» **Task objective**
Where a line of the data holds the word "bool", copy that line.

» **Records shown**

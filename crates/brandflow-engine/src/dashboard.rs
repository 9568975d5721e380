//! The analytics page as one value.
//!
//! `AnalyticsState` owns every view-state machine of the page and is the only
//! place an account mode change is fanned out, so the filter bar, metric
//! cards, table columns and grouping always agree on the mode.

use brandflow_catalog::trend_points;
use brandflow_types::{AccountMode, Channel, GroupBy, StoreScope};
use chrono::NaiveDate;
use serde::Serialize;
use tracing::debug;

use crate::channels::{ChannelSelection, StoreSelection, clamp_group_by, group_by_options};
use crate::columns::ColumnSelection;
use crate::filter::{Chip, FilterBar};
use crate::layout::ChipOverflow;
use crate::metrics::{ChartSeries, MetricSelection};
use crate::period::{DateRange, PeriodSelection};
use crate::table::ProductTable;

#[derive(Debug, Clone)]
pub struct AnalyticsState {
    mode: AccountMode,
    filters: FilterBar,
    chip_overflow: ChipOverflow,
    metrics: MetricSelection,
    columns: ColumnSelection,
    table: ProductTable,
    channels: ChannelSelection,
    stores: StoreSelection,
    group_by: GroupBy,
    period: PeriodSelection,
}

impl AnalyticsState {
    pub fn new(mode: AccountMode) -> Self {
        Self::with_table(mode, ProductTable::default())
    }

    pub fn with_table(mode: AccountMode, table: ProductTable) -> Self {
        Self {
            mode,
            filters: FilterBar::new(mode),
            chip_overflow: ChipOverflow::default(),
            metrics: MetricSelection::new(mode),
            columns: ColumnSelection::new(mode),
            table,
            channels: ChannelSelection::default(),
            stores: StoreSelection::default(),
            group_by: clamp_group_by(mode, GroupBy::default()),
            period: PeriodSelection::default(),
        }
    }

    pub fn mode(&self) -> AccountMode {
        self.mode
    }

    /// Switch account mode and prune every part to what the mode offers
    pub fn set_mode(&mut self, mode: AccountMode) {
        self.mode = mode;
        self.filters.set_mode(mode);
        self.metrics.set_mode(mode);
        self.columns.set_mode(mode);
        self.group_by = clamp_group_by(mode, self.group_by);
        debug!(%mode, group_by = ?self.group_by, "account mode switched");
    }

    /// Cycle seller → vendor → both, used by the mode toggle
    pub fn cycle_mode(&mut self) {
        self.set_mode(self.mode.next());
    }

    pub fn filters(&self) -> &FilterBar {
        &self.filters
    }

    pub fn filters_mut(&mut self) -> &mut FilterBar {
        &mut self.filters
    }

    pub fn chip_overflow(&self) -> &ChipOverflow {
        &self.chip_overflow
    }

    pub fn chip_overflow_mut(&mut self) -> &mut ChipOverflow {
        &mut self.chip_overflow
    }

    pub fn metrics(&self) -> &MetricSelection {
        &self.metrics
    }

    pub fn metrics_mut(&mut self) -> &mut MetricSelection {
        &mut self.metrics
    }

    pub fn columns(&self) -> &ColumnSelection {
        &self.columns
    }

    pub fn columns_mut(&mut self) -> &mut ColumnSelection {
        &mut self.columns
    }

    pub fn table(&self) -> &ProductTable {
        &self.table
    }

    pub fn table_mut(&mut self) -> &mut ProductTable {
        &mut self.table
    }

    pub fn channels(&self) -> &ChannelSelection {
        &self.channels
    }

    /// Replace the channel set; an empty list keeps the default channel
    pub fn set_channels(&mut self, channels: Vec<Channel>) {
        self.channels = ChannelSelection::new(channels);
    }

    pub fn toggle_channel(&mut self, channel: Channel) -> bool {
        self.channels.toggle(channel)
    }

    pub fn stores(&self) -> &StoreSelection {
        &self.stores
    }

    pub fn stores_mut(&mut self) -> &mut StoreSelection {
        &mut self.stores
    }

    pub fn group_by(&self) -> GroupBy {
        self.group_by
    }

    /// Only groupings offered in the current mode are accepted
    pub fn set_group_by(&mut self, group_by: GroupBy) -> bool {
        if group_by_options(self.mode).contains(&group_by) {
            self.group_by = group_by;
            true
        } else {
            false
        }
    }

    pub fn set_store_scope(&mut self, scope: StoreScope) {
        self.table.set_scope(scope);
    }

    pub fn period(&self) -> &PeriodSelection {
        &self.period
    }

    pub fn period_mut(&mut self) -> &mut PeriodSelection {
        &mut self.period
    }

    /// Plotted series with their values over the trend dates
    pub fn chart_data(&self) -> Vec<SeriesData> {
        let points = trend_points();
        self.metrics
            .chart_series()
            .into_iter()
            .map(|series| {
                let values = points
                    .iter()
                    .map(|p| (p.label(), p.value(series.data_key).unwrap_or(0.0)))
                    .collect();
                SeriesData { series, values }
            })
            .collect()
    }

    pub fn snapshot(&self, today: NaiveDate) -> DashboardSnapshot {
        DashboardSnapshot {
            mode: self.mode,
            channels: self.channels.channels().to_vec(),
            stores: self.stores.label(),
            store_count: self.stores.count_label(),
            group_by: self.group_by,
            period: self.period.label(),
            range: self.period.range(today),
            filters: self.filters.chips(),
            metrics: self
                .metrics
                .selected_metrics()
                .into_iter()
                .map(|m| MetricCard {
                    id: m.id,
                    label: m.label,
                    value: m.value,
                    previous_value: m.previous_value,
                    change: m.change.value,
                    is_positive: m.change.is_positive,
                    chart_visible: self.metrics.is_chart_visible(m.id),
                })
                .collect(),
            chart: self.metrics.chart_series(),
            columns: self
                .columns
                .visible_columns()
                .into_iter()
                .map(|c| c.id)
                .collect(),
            preset: self.columns.active_preset(),
            products: self.table.products().len(),
            selected_products: self.table.selected_ids().len(),
        }
    }
}

#[derive(Debug, Clone, Serialize)]
pub struct SeriesData {
    pub series: ChartSeries,
    pub values: Vec<(String, f64)>,
}

#[derive(Debug, Clone, Serialize)]
pub struct MetricCard {
    pub id: &'static str,
    pub label: &'static str,
    pub value: &'static str,
    pub previous_value: &'static str,
    pub change: &'static str,
    pub is_positive: bool,
    pub chart_visible: bool,
}

/// Serializable summary of the whole page
#[derive(Debug, Clone, Serialize)]
pub struct DashboardSnapshot {
    pub mode: AccountMode,
    pub channels: Vec<Channel>,
    pub stores: String,
    pub store_count: String,
    pub group_by: GroupBy,
    pub period: String,
    pub range: DateRange,
    pub filters: Vec<Chip>,
    pub metrics: Vec<MetricCard>,
    pub chart: Vec<ChartSeries>,
    pub columns: Vec<&'static str>,
    pub preset: Option<&'static str>,
    pub products: usize,
    pub selected_products: usize,
}

#[cfg(test)]
mod tests {
    use super::*;

    #[test]
    fn mode_switch_reaches_every_part() {
        let mut state = AnalyticsState::new(AccountMode::Seller);
        assert!(state.set_group_by(GroupBy::Sku));

        state.set_mode(AccountMode::Vendor);
        assert_eq!(state.filters().mode(), AccountMode::Vendor);
        assert_eq!(state.metrics().mode(), AccountMode::Vendor);
        assert_eq!(state.columns().mode(), AccountMode::Vendor);
        assert_eq!(state.group_by(), GroupBy::Asin);
        assert!(!state.set_group_by(GroupBy::Sku));
    }

    #[test]
    fn cycle_mode_walks_active_modes() {
        let mut state = AnalyticsState::new(AccountMode::Seller);
        state.cycle_mode();
        assert_eq!(state.mode(), AccountMode::Vendor);
        state.cycle_mode();
        assert_eq!(state.mode(), AccountMode::Both);
    }

    #[test]
    fn channels_and_stores_update_in_place() {
        let mut state = AnalyticsState::new(AccountMode::Seller);
        assert!(state.toggle_channel(Channel::Shopify));
        assert_eq!(state.channels().channels(), &[Channel::Amazon, Channel::Shopify]);

        let first = crate::channels::STORES[0];
        assert!(state.stores_mut().toggle(first));
        assert_eq!(state.stores().label(), first);
        assert!(!state.stores_mut().toggle("No Such Store"));
    }

    #[test]
    fn chart_data_has_a_value_per_trend_point() {
        let state = AnalyticsState::new(AccountMode::Seller);
        let data = state.chart_data();
        assert_eq!(data.len(), 4);
        assert!(data.iter().all(|d| d.values.len() == trend_points().len()));
    }

    #[test]
    fn snapshot_summarises_the_page() {
        let state = AnalyticsState::new(AccountMode::Seller);
        let today = NaiveDate::from_ymd_opt(2025, 6, 30).unwrap();
        let snap = state.snapshot(today);
        assert_eq!(snap.period, "Last 30 days");
        assert_eq!(snap.range.days(), 30);
        assert_eq!(snap.stores, "All Stores");
        assert_eq!(snap.metrics.len(), 4);
        assert_eq!(snap.columns[0], "product");
        assert_eq!(snap.products, 5);
    }
}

» **Solution to the exercise**
    pub fn toggle_channel(&mut self, channel: Channel) -> bool {
    pub fn set_group_by(&mut self, group_by: GroupBy) -> bool {
    pub is_positive: bool,
    pub chart_visible: bool,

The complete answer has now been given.